Возможно, создается впечатление, что я и не спрашивала о своем отце. Это не так, я спрашивала о нем и с детской наивностью иногда шептала, что мне хотелось, чтобы у меня, как и у других девочек, тоже был папа! Мне хотелось знать о нем все, и мать описывала мне его внешность: красивые черты лица, выразительные умные глаза, высокую фигуру. Иногда, получив от курьера письмо, она показывала мне подпись: «Смотри, это почерк твоего отца». Время от времени она в уклончивых выражениях объясняла мне, что важные дела вынуждают отца жить вдалеке от нас и я смогу увидеть его, только когда вырасту. И больше ничего. Когда я подросла и стала размышлять на эту тему, то перестала расспрашивать мать, прекрасно понимая, что отвечать ей не хочется.


Клео в детстве


По правде говоря, из-за отсутствия отца я не чувствовала никакой пустоты в жизни, когда была ребенком. Мы с матерью были так близки, что наша жизнь вдвоем не допускала никакого чувства одиночества или брошенности. Она во всем шла мне навстречу, удовлетворяя все мои нужды и желания, давая все, о чем ребенок только может мечтать. Мне кажется, никакая мать не дала своему ребенку столько радости и прекрасных воспоминаний, как моя Зенси. Ее любовь по-прежнему остается самым драгоценным подарком, который я получила от судьбы. Чем только я не обязана матери! Я унаследовала `ее вкус и способности к музыке, если вообще не весь талант, ее уравновешенность, веселый нрав и невероятную чувствительность. И хотя последняя черта характера делает меня очень уязвимой, она позволяет мне испытывать такую богатую гамму эмоций, что жаловаться было бы лютой неблагодарностью.

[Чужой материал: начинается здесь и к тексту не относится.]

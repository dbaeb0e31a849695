#![allow(clippy::float_cmp)]

use super::EdgeRule::{Free, Invert, Lock};
use super::*;

// =============================================================
// EdgeRule
// =============================================================

#[test]
fn edge_rule_apply() {
    assert_eq!(EdgeRule::Free.apply(7.0), 7.0);
    assert_eq!(EdgeRule::Invert.apply(7.0), -7.0);
    assert_eq!(EdgeRule::Lock.apply(7.0), 0.0);
}

#[test]
fn edge_rule_only_lock_is_locked() {
    assert!(EdgeRule::Lock.is_locked());
    assert!(!EdgeRule::Free.is_locked());
    assert!(!EdgeRule::Invert.is_locked());
}

// =============================================================
// Projection table
// =============================================================

#[test]
fn top_inverts_height_and_locks_horizontal() {
    let r = Direction::Top.rules();
    assert_eq!(r, EdgeRules { width: Lock, height: Invert, top: Free, left: Lock });
}

#[test]
fn top_right_inverts_height_and_locks_left() {
    let r = Direction::TopRight.rules();
    assert_eq!(r, EdgeRules { width: Free, height: Invert, top: Free, left: Lock });
}

#[test]
fn right_only_moves_width() {
    let r = Direction::Right.rules();
    assert_eq!(r, EdgeRules { width: Free, height: Lock, top: Lock, left: Lock });
}

#[test]
fn bottom_right_grows_both_and_pins_origin() {
    let r = Direction::BottomRight.rules();
    assert_eq!(r, EdgeRules { width: Free, height: Free, top: Lock, left: Lock });
}

#[test]
fn bottom_only_moves_height() {
    let r = Direction::Bottom.rules();
    assert_eq!(r, EdgeRules { width: Lock, height: Free, top: Lock, left: Lock });
}

#[test]
fn bottom_left_inverts_width_and_locks_top() {
    let r = Direction::BottomLeft.rules();
    assert_eq!(r, EdgeRules { width: Invert, height: Free, top: Lock, left: Free });
}

#[test]
fn left_inverts_width_and_locks_vertical() {
    let r = Direction::Left.rules();
    assert_eq!(r, EdgeRules { width: Invert, height: Lock, top: Lock, left: Free });
}

#[test]
fn top_left_inverts_both_without_locks() {
    let r = Direction::TopLeft.rules();
    assert_eq!(r, EdgeRules { width: Invert, height: Invert, top: Free, left: Free });
}

#[test]
fn moving_edges_never_free_and_locked_on_same_axis_pair() {
    // A handle that moves the top edge must also resize height, and likewise
    // for left/width; otherwise the element would translate instead of resize.
    for d in Direction::ALL {
        let r = d.rules();
        if !r.top.is_locked() {
            assert_eq!(r.height, Invert, "{d}");
        }
        if !r.left.is_locked() {
            assert_eq!(r.width, Invert, "{d}");
        }
    }
}

// =============================================================
// Names and parsing
// =============================================================

#[test]
fn all_has_eight_distinct_directions() {
    for (i, a) in Direction::ALL.iter().enumerate() {
        for (j, b) in Direction::ALL.iter().enumerate() {
            if i == j {
                assert_eq!(a, b);
            } else {
                assert_ne!(a, b);
            }
        }
    }
}

#[test]
fn display_round_trips_through_from_str() {
    for d in Direction::ALL {
        assert_eq!(d.to_string().parse::<Direction>().unwrap(), d);
    }
}

#[test]
fn from_str_accepts_kebab_snake_and_compass() {
    assert_eq!("top-left".parse::<Direction>().unwrap(), Direction::TopLeft);
    assert_eq!("bottom_right".parse::<Direction>().unwrap(), Direction::BottomRight);
    assert_eq!(" Left ".parse::<Direction>().unwrap(), Direction::Left);
    assert_eq!("ne".parse::<Direction>().unwrap(), Direction::TopRight);
}

#[test]
fn from_str_rejects_unknown() {
    let err = "middle".parse::<Direction>().unwrap_err();
    assert!(matches!(err, ResizeError::UnknownDirection(ref s) if s == "middle"));
}

#[test]
fn cursor_names_follow_compass() {
    assert_eq!(Direction::Top.cursor(), "n-resize");
    assert_eq!(Direction::BottomLeft.cursor(), "sw-resize");
    assert_eq!(Direction::TopLeft.cursor(), "nw-resize");
}

#[test]
fn serde_uses_screaming_snake_case() {
    assert_eq!(serde_json::to_value(Direction::BottomRight).unwrap(), "BOTTOM_RIGHT");
    let d: Direction = serde_json::from_str("\"top-right\"").unwrap();
    assert_eq!(d, Direction::TopRight);
    assert!(serde_json::from_str::<Direction>("\"diagonal\"").is_err());
}
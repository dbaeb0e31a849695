//! End-to-end gesture scenarios driven through the public API, the way a host
//! adapter would: feed pointer events, carry out the returned actions.
#![allow(clippy::float_cmp)]

use element_resize::{Action, Direction, PointerEvent, Rect, ResizeConfig, ResizeEvent, Resizer};

fn init_tracing() {
    // Another test in this binary may already have installed it.
    let _ = tracing_subscriber::fmt().with_test_writer().with_max_level(tracing::Level::TRACE).try_init();
}

/// A minimal host: records notifications, tracks listener and class state.
#[derive(Default)]
struct RecordingHost {
    log: Vec<&'static str>,
    events: Vec<ResizeEvent>,
    listening: bool,
    classes: Vec<String>,
    prevented: usize,
}

impl RecordingHost {
    fn perform(&mut self, actions: Vec<Action>) {
        for action in actions {
            match action {
                Action::PreventDefault => self.prevented += 1,
                Action::CaptureListeners => {
                    assert!(!self.listening, "listeners captured twice");
                    self.listening = true;
                }
                Action::ReleaseListeners => {
                    assert!(self.listening, "listeners released while not captured");
                    self.listening = false;
                }
                Action::AddClass(class) => self.classes.push(class),
                Action::RemoveClass(class) => self.classes.retain(|c| *c != class),
                Action::Start(evt) => {
                    self.log.push("start");
                    self.events.push(evt);
                }
                Action::Progress(evt) => {
                    self.log.push("progress");
                    self.events.push(evt);
                }
                Action::End(evt) => {
                    self.log.push("end");
                    self.events.push(evt);
                }
                Action::Cancelled(_) => self.log.push("cancel"),
            }
        }
    }
}

fn original() -> Rect {
    Rect::new(10.0, 10.0, 100.0, 50.0)
}

fn run(config: ResizeConfig, path: &[(f64, f64)]) -> RecordingHost {
    init_tracing();
    let mut host = RecordingHost::default();
    let mut resizer = Resizer::new(config).unwrap();
    host.perform(resizer.begin(PointerEvent::new(0.0, 0.0), &original()).unwrap());
    let (last, moves) = path.split_last().unwrap();
    for &(x, y) in moves {
        host.perform(resizer.on_pointer_move(PointerEvent::new(x, y)).unwrap());
    }
    host.perform(resizer.end(PointerEvent::new(last.0, last.1)).unwrap());
    host
}

#[test]
fn bottom_right_drag_reports_growth() {
    let host = run(ResizeConfig::new(Direction::BottomRight), &[(20.0, 5.0)]);
    let end = host.events.last().unwrap();
    assert_eq!(end.current, Rect::new(10.0, 10.0, 120.0, 55.0));
    assert_eq!(end.difference, Rect::new(0.0, 0.0, 20.0, 5.0));
}

#[test]
fn left_drag_shifts_left_edge() {
    let host = run(ResizeConfig::new(Direction::Left), &[(-30.0, 0.0)]);
    let end = host.events.last().unwrap();
    assert_eq!(end.current.width, 130.0);
    assert_eq!(end.current.left, -20.0);
    assert_eq!(end.current.height, 50.0);
    assert_eq!(end.current.top, 10.0);
}

#[test]
fn notifications_follow_start_progress_end() {
    let host = run(ResizeConfig::new(Direction::TopRight), &[(1.0, 1.0), (2.0, 2.0), (3.0, 3.0)]);
    assert_eq!(host.log, ["start", "progress", "progress", "progress", "end"]);
    assert_eq!(host.prevented, 1);
    assert!(!host.listening);
    assert!(host.classes.is_empty());
}

#[test]
fn pointer_up_without_moves_still_sends_progress_before_end() {
    let host = run(ResizeConfig::new(Direction::Bottom), &[(0.0, 10.0)]);
    assert_eq!(host.log, ["start", "progress", "end"]);
    assert_eq!(host.events[1], host.events[2]);
}

#[test]
fn bounded_proportional_gesture_stays_inside() {
    let bounds = Rect::new(0.0, 0.0, 150.0, 80.0);
    let config = ResizeConfig::new(Direction::TopLeft).with_proportional(true).with_bounds(bounds);
    let host = run(config, &[(-40.0, -40.0), (-400.0, -5.0), (90.0, 90.0), (-25.0, -60.0)]);
    for evt in &host.events {
        let r = evt.current;
        assert!(r.top >= bounds.top && r.left >= bounds.left, "{r:?}");
        assert!(r.bottom() <= bounds.height && r.right() <= bounds.width, "{r:?}");
        assert_eq!(evt.original, original());
    }
}

#[test]
fn cancel_mid_gesture_releases_without_end() {
    init_tracing();
    let mut host = RecordingHost::default();
    let mut resizer = Resizer::new(ResizeConfig::new(Direction::Right)).unwrap();
    host.perform(resizer.begin(PointerEvent::new(0.0, 0.0), &original()).unwrap());
    host.perform(resizer.on_pointer_move(PointerEvent::new(15.0, 0.0)).unwrap());
    host.perform(resizer.cancel());
    // A pointer-up arriving after the cancel is ignored.
    host.perform(resizer.end(PointerEvent::new(15.0, 0.0)).unwrap());

    assert_eq!(host.log, ["start", "progress", "cancel"]);
    assert!(!host.listening);
    assert!(host.classes.is_empty());
}

#[test]
fn config_from_json_drives_gesture() {
    let config = ResizeConfig::from_json(r#"{"direction":"bottom-left","applyClass":"busy"}"#).unwrap();
    init_tracing();
    let mut host = RecordingHost::default();
    let mut resizer = Resizer::new(config).unwrap();
    host.perform(resizer.begin(PointerEvent::new(0.0, 0.0), &original()).unwrap());
    assert_eq!(host.classes, ["busy"]);
    host.perform(resizer.end(PointerEvent::new(-10.0, 7.0)).unwrap());
    assert_eq!(host.events.last().unwrap().current, Rect::new(10.0, 0.0, 110.0, 57.0));
    assert!(host.classes.is_empty());
}
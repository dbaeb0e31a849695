//! Error type shared by configuration parsing and the gesture controller.
//!
//! The geometry engine itself is infallible; everything here is either a
//! configuration mistake caught up front or a controller call made out of
//! sequence.

/// Errors returned by [`crate::config`] and [`crate::gesture`].
#[derive(Debug, thiserror::Error)]
pub enum ResizeError {
    /// A pointer move or pointer up arrived before any gesture was started.
    #[error("no resize gesture has been started")]
    NotResizing,
    /// `begin` was called while another gesture is still active.
    #[error("a resize gesture is already in progress")]
    AlreadyResizing,
    /// A direction string did not name one of the eight handles.
    #[error("unknown resize direction: {0:?}")]
    UnknownDirection(String),
    /// Bounds whose right/bottom limit lies before their left/top limit.
    #[error("invalid bounds: right/bottom limit ({right}, {bottom}) precedes left/top ({left}, {top})")]
    InvalidBounds { top: f64, left: f64, right: f64, bottom: f64 },
    /// The configuration payload could not be decoded.
    #[error("failed to parse resize config: {0}")]
    Config(#[from] serde_json::Error),
}
//! Resize behavior configuration.
//!
//! Hosts usually declare these as element attributes, so the JSON form uses the
//! attribute names: `direction`, `proportionalResize`, `bounds`, `applyClass`.

#[cfg(test)]
#[path = "config_test.rs"]
mod config_test;

use serde::{Deserialize, Serialize};

use crate::consts::DEFAULT_APPLY_CLASS;
use crate::direction::Direction;
use crate::engine::Constraints;
use crate::error::ResizeError;
use crate::geom::Rect;

#[derive(Debug, Clone, PartialEq, Serialize, Deserialize)]
#[serde(rename_all = "camelCase")]
pub struct ResizeConfig {
    /// Handle this behavior is attached to. Required.
    pub direction: Direction,
    /// Shrink the larger side to match the smaller one.
    #[serde(default)]
    pub proportional_resize: bool,
    /// Outer limits for the resized element; see [`Constraints::bounds`].
    #[serde(default)]
    pub bounds: Option<Rect>,
    /// CSS class applied to the handle while dragging.
    #[serde(default = "default_apply_class")]
    pub apply_class: String,
}

fn default_apply_class() -> String {
    DEFAULT_APPLY_CLASS.to_owned()
}

impl ResizeConfig {
    /// Unbounded, non-proportional config for `direction`.
    #[must_use]
    pub fn new(direction: Direction) -> Self {
        Self { direction, proportional_resize: false, bounds: None, apply_class: default_apply_class() }
    }

    #[must_use]
    pub fn with_proportional(mut self, proportional: bool) -> Self {
        self.proportional_resize = proportional;
        self
    }

    #[must_use]
    pub fn with_bounds(mut self, bounds: Rect) -> Self {
        self.bounds = Some(bounds);
        self
    }

    #[must_use]
    pub fn with_apply_class(mut self, class: impl Into<String>) -> Self {
        self.apply_class = class.into();
        self
    }

    /// Parse and validate a JSON config.
    ///
    /// # Errors
    ///
    /// Returns [`ResizeError::Config`] for malformed JSON, a missing direction,
    /// or an unknown direction name, and [`ResizeError::InvalidBounds`] when
    /// validation fails.
    pub fn from_json(raw: &str) -> Result<Self, ResizeError> {
        let config: Self = serde_json::from_str(raw)?;
        config.validate()?;
        Ok(config)
    }

    /// Reject bounds whose right/bottom limit lies before their left/top limit.
    ///
    /// # Errors
    ///
    /// Returns [`ResizeError::InvalidBounds`].
    pub fn validate(&self) -> Result<(), ResizeError> {
        if let Some(b) = self.bounds {
            if b.width < b.left || b.height < b.top {
                return Err(ResizeError::InvalidBounds { top: b.top, left: b.left, right: b.width, bottom: b.height });
            }
        }
        Ok(())
    }

    /// The geometry limits this config imposes.
    #[must_use]
    pub fn constraints(&self) -> Constraints {
        Constraints { proportional: self.proportional_resize, bounds: self.bounds }
    }
}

Наконец, моим воспитанием мать занималась с несравненным тщанием, самоотверженностью и с вызывающей восхищение нежностью. Нет, никогда женщина не посвящала себя материнству с таким глубоким самозабвением! Единственное, что могу сказать: она ограничивала себя во всем остальном: ни одно удовольствие, которое я не могла с ней разделить, она себе не позволяла.

Единственное, что меня утешает при мысли обо всех лишениях, которые она терпела ради меня, так это то, что я тоже в свою очередь сделала ее счастливой: своей любовью, заботой, усердием, страстью к работе, да и самим своим успехом, в конце концов.

* * *

Несмотря на то что она была веселой, задорной и полной жизни, у нее был твердый характер и авторитет. Достаточно было одного ее слова, чтобы я слушалась и исполняла то, что требовалось; но в то же время она была терпеливой и понимающей. Правда, этими качествами мне не приходилось особенно пользоваться. Зачем было испытывать ее терпение и быть непослушной, я же была совершенно счастлива и всем довольна.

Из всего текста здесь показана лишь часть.